Et pourquoi pas une ancienne joueuse ?

La question de sa succession devient forcément passionnante. Et une première piste a déjà émergé : Swin Cash serait considérée comme une candidate potentielle selon plusieurs médias américains. Le profil a du sens. Triple championne WNBA et membre du Hall of Fame, Cash possède également une véritable expérience de dirigeante puisqu’elle a passé plusieurs années dans le front office des New Orleans Pelicans, jusqu’au poste de senior vice-présidente des basketball operations.

La possibilité de voir une ancienne joueuse prendre les commandes aurait une portée symbolique particulière après les tensions de l’ère Engelbert. Et elle ouvre forcément la porte à un autre nom : celui de Nneka Ogwumike.

Ogwumike va elle aussi prendre sa retraite sportive à la fin de cette saison. MVP, championne WNBA, onze fois All-Star et surtout présidente de longue date de la WNBPA, elle connaît quasiment tous les dossiers brûlants de la ligue et a participé directement aux négociations qui ont conduit au nouveau CBA. Rien n’indique aujourd’hui qu’elle soit candidate au poste, et passer immédiatement de la présidence du syndicat à la tête de la ligue constituerait évidemment un saut spectaculaire. Mais difficile de trouver beaucoup de personnes disposant d’une connaissance plus complète des problématiques auxquelles la WNBA est confrontée.

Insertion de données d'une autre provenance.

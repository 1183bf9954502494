//! One module per rule family.

pub mod clitic;
pub mod definite_article;
pub mod future_shte;
pub mod misc;
pub mod no_infinitive;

Le choix dira d’ailleurs beaucoup de ce que la WNBA veut devenir. Recruter un nouveau profil très corporate pour poursuivre son expansion économique ? Ou profiter du départ d’Engelbert pour rapprocher davantage le pouvoir des anciennes joueuses et de la culture basket ?

Cathy Engelbert pourra dans tous les cas partir avec un constat difficilement contestable : la WNBA qu’elle quitte est infiniment plus puissante que celle qu’elle avait trouvée. La personne qui prendra sa suite aura maintenant une autre responsabilité : faire en sorte que cette croissance spectaculaire se traduise aussi par une ligue dans laquelle ses joueuses se sentent pleinement entendues et représentées.